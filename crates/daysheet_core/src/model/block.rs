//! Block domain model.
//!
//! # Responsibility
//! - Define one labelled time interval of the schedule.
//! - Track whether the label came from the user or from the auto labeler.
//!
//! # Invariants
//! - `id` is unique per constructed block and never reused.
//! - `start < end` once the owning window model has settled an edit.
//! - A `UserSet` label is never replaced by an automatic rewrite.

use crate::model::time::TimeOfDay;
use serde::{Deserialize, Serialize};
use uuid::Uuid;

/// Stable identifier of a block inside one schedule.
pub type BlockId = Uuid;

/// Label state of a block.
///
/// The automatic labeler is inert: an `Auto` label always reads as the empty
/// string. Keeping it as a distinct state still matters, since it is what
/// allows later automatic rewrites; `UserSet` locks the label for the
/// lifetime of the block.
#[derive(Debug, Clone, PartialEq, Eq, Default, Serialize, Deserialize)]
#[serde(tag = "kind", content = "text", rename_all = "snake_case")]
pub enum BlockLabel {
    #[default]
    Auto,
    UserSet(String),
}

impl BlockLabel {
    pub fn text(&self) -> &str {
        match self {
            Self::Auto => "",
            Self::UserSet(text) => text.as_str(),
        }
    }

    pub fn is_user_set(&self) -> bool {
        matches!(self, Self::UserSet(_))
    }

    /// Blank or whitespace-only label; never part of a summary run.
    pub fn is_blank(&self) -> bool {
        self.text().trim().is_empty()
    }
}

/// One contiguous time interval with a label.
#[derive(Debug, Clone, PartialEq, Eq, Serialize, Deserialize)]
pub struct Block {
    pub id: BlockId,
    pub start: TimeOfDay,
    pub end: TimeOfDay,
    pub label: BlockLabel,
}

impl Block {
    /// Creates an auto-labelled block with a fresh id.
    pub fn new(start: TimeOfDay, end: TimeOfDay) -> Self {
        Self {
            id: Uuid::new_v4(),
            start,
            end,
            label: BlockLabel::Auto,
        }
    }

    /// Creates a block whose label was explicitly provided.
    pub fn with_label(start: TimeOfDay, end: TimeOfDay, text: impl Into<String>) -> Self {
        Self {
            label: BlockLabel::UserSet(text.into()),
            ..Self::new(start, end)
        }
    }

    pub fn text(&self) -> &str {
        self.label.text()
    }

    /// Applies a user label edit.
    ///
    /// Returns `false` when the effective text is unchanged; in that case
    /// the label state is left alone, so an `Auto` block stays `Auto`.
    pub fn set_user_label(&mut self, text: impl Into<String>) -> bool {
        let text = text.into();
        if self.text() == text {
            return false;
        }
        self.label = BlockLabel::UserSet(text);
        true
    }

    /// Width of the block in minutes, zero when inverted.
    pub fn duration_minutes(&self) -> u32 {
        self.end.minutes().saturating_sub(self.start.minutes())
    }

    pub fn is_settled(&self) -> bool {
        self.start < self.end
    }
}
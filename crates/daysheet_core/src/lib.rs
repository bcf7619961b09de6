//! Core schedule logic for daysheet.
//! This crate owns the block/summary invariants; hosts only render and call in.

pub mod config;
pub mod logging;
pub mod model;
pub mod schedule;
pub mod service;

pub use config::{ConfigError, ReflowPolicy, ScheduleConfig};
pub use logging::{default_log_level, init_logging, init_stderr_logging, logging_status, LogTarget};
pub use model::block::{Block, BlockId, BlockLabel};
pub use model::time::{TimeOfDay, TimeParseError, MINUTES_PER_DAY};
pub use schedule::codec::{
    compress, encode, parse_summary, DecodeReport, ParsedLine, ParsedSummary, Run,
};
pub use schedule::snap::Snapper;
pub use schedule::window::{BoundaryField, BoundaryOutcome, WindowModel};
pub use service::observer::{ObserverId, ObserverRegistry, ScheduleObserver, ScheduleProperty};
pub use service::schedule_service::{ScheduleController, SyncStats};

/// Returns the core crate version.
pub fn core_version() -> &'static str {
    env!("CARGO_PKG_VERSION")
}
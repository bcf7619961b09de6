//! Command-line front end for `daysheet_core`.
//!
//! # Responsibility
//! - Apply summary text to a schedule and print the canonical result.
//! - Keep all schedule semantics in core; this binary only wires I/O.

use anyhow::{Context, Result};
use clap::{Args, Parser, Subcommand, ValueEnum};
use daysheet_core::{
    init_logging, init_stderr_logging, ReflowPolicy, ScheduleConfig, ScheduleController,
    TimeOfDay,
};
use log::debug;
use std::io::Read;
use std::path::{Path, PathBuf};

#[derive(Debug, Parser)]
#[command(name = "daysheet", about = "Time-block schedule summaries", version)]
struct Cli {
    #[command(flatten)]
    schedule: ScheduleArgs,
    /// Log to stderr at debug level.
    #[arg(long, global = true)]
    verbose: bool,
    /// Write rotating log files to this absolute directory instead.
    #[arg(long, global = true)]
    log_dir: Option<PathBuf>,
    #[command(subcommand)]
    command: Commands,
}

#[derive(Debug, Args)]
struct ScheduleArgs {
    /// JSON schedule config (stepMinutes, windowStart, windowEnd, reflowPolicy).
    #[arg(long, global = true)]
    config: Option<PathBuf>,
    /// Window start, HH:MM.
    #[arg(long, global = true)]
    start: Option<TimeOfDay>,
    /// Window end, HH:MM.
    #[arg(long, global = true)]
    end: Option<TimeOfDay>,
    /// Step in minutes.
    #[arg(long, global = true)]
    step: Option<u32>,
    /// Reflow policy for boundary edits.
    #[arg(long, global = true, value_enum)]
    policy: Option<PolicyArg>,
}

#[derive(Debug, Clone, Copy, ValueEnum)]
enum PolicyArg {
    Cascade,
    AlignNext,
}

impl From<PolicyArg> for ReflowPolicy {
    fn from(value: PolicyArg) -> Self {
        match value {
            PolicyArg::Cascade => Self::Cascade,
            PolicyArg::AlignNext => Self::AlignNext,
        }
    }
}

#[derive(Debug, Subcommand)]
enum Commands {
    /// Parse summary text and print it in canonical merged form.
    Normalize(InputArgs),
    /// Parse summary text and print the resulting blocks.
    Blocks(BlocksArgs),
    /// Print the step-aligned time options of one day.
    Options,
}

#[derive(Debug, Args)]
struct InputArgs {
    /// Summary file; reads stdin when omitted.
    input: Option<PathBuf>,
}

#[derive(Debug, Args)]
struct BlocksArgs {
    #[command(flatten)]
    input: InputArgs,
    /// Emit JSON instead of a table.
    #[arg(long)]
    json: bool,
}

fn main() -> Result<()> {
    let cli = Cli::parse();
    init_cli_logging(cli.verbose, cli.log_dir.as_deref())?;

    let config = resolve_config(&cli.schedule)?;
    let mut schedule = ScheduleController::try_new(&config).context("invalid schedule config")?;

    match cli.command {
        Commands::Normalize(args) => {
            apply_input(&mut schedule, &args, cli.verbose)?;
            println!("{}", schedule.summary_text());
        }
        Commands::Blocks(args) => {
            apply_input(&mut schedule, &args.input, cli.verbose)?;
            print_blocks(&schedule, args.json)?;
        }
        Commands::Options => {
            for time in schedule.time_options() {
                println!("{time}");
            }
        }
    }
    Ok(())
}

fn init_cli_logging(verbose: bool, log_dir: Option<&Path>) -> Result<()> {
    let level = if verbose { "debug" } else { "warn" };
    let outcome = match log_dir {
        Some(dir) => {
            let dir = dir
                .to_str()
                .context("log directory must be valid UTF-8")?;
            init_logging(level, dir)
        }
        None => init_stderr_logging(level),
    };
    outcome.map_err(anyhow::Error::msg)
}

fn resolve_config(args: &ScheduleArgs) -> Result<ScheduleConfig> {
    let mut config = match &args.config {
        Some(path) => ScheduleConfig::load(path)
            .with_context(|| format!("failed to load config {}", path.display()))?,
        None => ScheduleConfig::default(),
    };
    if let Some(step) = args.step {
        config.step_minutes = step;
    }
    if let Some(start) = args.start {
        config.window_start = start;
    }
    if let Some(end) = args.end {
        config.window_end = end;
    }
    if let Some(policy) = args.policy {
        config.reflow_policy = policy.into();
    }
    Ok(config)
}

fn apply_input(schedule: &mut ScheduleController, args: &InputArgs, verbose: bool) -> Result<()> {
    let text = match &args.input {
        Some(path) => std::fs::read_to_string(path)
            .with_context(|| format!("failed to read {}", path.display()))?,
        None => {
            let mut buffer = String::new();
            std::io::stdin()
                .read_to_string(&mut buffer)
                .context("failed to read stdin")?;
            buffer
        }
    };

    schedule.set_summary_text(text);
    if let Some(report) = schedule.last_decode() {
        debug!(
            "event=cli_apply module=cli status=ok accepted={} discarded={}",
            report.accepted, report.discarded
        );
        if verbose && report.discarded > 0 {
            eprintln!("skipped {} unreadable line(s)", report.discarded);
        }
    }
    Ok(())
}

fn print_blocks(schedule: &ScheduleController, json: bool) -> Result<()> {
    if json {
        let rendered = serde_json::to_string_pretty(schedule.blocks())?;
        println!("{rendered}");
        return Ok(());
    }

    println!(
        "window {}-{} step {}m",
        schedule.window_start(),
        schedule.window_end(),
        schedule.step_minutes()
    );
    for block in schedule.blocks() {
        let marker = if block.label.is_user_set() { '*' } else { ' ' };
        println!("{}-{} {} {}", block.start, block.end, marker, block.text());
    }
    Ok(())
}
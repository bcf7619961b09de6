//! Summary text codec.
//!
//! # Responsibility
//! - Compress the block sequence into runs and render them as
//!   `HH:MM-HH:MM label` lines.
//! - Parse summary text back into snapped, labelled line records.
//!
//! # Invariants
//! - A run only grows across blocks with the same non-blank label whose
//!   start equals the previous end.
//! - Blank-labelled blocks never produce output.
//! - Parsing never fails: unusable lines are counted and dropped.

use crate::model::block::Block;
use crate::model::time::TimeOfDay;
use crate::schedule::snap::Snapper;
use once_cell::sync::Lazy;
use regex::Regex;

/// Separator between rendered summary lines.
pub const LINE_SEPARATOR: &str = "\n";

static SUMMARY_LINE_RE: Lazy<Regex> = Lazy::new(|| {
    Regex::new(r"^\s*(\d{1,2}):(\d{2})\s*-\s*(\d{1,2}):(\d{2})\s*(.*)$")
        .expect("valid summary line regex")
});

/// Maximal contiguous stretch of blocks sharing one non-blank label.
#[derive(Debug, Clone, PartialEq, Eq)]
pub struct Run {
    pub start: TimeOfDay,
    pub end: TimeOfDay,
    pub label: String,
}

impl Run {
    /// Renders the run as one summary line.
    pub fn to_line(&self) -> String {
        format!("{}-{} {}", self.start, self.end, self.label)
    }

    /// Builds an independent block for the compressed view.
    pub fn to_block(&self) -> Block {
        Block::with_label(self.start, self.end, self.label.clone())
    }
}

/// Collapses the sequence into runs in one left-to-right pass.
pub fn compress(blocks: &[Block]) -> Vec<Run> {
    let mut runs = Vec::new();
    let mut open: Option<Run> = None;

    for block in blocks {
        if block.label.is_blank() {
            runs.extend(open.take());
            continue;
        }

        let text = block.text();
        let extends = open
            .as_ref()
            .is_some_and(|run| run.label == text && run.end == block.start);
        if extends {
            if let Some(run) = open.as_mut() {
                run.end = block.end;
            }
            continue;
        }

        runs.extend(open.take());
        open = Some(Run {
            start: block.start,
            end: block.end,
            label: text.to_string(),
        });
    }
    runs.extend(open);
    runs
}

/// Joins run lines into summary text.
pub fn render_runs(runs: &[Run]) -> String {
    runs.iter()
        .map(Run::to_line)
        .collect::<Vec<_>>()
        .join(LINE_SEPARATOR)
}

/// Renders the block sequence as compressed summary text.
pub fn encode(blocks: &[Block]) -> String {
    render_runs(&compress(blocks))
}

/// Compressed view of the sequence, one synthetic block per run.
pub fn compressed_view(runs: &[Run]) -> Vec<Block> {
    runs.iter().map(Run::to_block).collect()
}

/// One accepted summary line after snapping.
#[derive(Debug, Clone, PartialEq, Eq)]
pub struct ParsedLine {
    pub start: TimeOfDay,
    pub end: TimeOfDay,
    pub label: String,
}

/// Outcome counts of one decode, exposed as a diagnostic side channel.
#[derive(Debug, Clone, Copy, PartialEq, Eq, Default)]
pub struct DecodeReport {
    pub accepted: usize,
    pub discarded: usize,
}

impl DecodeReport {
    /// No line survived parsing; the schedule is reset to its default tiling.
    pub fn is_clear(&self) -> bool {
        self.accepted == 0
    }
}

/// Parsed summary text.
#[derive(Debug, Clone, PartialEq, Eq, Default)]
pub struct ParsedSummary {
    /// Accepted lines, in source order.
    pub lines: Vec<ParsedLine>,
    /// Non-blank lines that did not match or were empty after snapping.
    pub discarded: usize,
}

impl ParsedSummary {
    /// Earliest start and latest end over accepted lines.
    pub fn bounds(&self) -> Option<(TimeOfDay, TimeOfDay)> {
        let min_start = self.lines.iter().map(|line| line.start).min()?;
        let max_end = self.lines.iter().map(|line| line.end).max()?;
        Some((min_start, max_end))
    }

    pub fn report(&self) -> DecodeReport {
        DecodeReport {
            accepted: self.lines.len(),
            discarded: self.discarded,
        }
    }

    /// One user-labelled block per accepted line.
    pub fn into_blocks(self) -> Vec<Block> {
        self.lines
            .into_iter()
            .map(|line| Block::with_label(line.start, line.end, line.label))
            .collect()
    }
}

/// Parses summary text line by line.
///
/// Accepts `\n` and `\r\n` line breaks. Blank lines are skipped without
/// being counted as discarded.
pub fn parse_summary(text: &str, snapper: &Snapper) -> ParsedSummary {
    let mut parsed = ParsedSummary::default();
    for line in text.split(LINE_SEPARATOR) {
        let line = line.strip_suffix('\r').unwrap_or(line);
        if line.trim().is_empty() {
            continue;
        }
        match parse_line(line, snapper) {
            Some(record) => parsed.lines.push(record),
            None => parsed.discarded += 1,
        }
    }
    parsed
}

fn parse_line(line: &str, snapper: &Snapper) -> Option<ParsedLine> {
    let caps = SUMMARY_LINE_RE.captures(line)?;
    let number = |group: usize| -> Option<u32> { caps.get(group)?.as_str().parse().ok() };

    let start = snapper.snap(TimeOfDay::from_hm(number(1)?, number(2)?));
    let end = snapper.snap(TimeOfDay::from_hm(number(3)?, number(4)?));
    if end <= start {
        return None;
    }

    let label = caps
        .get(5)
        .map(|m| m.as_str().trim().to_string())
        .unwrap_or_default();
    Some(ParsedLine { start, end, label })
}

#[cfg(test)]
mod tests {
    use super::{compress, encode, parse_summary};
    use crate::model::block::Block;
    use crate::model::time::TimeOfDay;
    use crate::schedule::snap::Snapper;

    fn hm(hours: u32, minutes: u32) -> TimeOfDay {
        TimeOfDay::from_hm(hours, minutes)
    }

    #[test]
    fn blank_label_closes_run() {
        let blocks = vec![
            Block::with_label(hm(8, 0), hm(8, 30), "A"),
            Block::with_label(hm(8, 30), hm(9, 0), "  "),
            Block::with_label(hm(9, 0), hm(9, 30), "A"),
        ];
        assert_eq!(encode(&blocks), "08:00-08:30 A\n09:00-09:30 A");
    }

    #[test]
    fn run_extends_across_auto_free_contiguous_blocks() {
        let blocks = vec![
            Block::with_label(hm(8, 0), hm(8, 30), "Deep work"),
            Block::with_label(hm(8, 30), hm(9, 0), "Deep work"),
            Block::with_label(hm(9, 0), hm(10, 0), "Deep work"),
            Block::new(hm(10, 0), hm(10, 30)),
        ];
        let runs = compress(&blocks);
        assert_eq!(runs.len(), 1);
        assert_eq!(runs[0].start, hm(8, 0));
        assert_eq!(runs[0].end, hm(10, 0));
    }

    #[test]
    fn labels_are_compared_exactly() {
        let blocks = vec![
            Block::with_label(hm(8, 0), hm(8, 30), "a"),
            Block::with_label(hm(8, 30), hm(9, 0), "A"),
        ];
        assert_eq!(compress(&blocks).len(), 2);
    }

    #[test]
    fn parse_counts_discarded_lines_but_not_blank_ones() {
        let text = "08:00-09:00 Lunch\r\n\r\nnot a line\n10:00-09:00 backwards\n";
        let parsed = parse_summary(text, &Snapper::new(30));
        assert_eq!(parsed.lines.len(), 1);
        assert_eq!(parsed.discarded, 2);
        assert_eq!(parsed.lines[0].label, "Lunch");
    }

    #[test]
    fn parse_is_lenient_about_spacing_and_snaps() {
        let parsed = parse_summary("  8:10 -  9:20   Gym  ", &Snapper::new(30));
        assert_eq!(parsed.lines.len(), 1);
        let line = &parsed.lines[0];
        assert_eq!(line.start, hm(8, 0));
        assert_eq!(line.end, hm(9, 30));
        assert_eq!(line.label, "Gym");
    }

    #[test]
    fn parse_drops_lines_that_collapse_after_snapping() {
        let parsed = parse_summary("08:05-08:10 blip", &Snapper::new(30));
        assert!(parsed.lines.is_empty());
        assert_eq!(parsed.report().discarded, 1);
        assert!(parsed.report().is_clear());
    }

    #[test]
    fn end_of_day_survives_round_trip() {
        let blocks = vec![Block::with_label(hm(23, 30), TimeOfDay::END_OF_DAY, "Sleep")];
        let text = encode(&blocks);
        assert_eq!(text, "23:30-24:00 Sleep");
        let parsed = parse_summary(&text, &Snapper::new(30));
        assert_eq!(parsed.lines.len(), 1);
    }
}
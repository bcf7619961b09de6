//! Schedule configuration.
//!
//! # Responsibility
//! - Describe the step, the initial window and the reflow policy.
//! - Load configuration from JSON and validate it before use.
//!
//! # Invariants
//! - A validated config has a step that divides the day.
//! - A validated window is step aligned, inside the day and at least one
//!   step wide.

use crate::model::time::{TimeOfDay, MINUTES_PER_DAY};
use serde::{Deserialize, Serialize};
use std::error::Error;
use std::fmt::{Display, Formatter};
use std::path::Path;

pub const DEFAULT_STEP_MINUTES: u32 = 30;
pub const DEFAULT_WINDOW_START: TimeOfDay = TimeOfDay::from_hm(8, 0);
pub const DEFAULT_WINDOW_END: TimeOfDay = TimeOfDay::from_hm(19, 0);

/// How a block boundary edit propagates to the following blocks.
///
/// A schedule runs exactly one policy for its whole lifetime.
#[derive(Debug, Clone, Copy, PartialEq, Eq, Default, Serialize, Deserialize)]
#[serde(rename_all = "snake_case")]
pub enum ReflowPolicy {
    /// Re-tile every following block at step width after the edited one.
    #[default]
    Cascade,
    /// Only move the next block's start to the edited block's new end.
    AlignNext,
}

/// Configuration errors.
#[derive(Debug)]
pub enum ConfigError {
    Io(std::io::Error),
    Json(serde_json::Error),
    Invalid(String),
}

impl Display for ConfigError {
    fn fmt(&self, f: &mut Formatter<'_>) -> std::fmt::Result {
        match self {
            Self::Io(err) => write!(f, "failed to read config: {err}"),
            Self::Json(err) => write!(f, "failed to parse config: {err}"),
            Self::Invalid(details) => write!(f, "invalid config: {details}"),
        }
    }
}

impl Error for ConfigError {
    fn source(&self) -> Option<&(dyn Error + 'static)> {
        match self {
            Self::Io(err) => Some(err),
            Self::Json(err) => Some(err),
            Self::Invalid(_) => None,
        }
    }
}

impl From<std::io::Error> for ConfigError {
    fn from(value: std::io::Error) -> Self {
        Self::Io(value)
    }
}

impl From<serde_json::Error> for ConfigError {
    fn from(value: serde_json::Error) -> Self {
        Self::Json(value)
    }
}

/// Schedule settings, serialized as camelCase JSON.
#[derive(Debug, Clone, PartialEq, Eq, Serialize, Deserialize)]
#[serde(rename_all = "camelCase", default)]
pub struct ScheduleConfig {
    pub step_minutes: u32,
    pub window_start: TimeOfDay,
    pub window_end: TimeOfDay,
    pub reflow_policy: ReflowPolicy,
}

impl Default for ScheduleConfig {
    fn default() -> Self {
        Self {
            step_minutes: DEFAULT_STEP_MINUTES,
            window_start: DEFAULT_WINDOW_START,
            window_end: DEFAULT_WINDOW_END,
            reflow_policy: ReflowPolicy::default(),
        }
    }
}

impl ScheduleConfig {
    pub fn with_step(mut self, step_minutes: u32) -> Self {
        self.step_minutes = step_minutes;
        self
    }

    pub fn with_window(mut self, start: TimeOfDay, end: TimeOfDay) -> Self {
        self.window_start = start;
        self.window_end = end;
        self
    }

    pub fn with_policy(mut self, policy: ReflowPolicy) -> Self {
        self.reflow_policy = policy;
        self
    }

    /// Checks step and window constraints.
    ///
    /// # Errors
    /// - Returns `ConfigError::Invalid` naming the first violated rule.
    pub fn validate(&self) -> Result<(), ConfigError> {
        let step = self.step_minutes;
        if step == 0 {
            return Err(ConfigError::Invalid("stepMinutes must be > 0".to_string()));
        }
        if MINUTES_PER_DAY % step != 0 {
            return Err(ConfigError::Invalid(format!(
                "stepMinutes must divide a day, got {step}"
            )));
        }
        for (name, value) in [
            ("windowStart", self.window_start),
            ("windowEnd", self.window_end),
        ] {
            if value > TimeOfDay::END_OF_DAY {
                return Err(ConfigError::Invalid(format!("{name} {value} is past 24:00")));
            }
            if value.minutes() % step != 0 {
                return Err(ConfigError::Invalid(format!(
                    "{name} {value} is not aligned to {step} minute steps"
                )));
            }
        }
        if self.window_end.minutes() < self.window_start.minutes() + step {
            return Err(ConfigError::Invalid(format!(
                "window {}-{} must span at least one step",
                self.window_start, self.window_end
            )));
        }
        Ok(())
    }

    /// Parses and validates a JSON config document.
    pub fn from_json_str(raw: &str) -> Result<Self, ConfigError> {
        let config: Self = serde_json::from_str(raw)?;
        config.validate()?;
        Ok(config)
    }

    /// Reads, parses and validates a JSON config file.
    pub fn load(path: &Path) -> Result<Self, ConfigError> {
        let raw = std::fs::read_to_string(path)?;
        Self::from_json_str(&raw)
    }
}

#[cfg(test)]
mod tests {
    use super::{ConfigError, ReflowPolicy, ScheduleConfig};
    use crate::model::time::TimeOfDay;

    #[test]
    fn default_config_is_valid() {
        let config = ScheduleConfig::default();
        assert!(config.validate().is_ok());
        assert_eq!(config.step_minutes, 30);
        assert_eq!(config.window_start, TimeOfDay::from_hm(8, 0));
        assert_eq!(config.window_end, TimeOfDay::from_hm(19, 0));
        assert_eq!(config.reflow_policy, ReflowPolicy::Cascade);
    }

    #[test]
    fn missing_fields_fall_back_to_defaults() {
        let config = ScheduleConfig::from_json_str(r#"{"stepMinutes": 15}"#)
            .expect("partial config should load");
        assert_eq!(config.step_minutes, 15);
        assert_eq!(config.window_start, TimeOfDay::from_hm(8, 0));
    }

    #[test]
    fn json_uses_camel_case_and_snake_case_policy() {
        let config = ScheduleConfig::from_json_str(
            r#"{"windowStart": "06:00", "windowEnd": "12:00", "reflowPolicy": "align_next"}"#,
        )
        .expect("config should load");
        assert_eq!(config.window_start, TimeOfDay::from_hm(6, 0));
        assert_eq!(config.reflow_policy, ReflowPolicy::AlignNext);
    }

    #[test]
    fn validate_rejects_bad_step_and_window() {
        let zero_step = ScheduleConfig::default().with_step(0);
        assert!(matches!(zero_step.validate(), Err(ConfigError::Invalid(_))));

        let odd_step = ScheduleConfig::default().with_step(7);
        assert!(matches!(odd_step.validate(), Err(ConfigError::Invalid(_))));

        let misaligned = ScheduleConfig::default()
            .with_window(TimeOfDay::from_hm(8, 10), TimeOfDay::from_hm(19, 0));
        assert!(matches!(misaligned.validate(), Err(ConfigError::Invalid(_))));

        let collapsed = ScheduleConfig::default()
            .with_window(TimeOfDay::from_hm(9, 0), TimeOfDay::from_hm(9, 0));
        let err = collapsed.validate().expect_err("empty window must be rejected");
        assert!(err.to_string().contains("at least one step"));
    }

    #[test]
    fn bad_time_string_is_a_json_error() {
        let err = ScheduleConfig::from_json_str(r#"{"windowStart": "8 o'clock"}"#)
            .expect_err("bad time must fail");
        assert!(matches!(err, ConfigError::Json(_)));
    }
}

++++

_PROMPT_
From the entries above, select each line containing the string "else".

_RESPONSE TO THIS TASK_
    let level = if verbose { "debug" } else { "warn" };
        let marker = if block.label.is_user_set() { '*' } else { ' ' };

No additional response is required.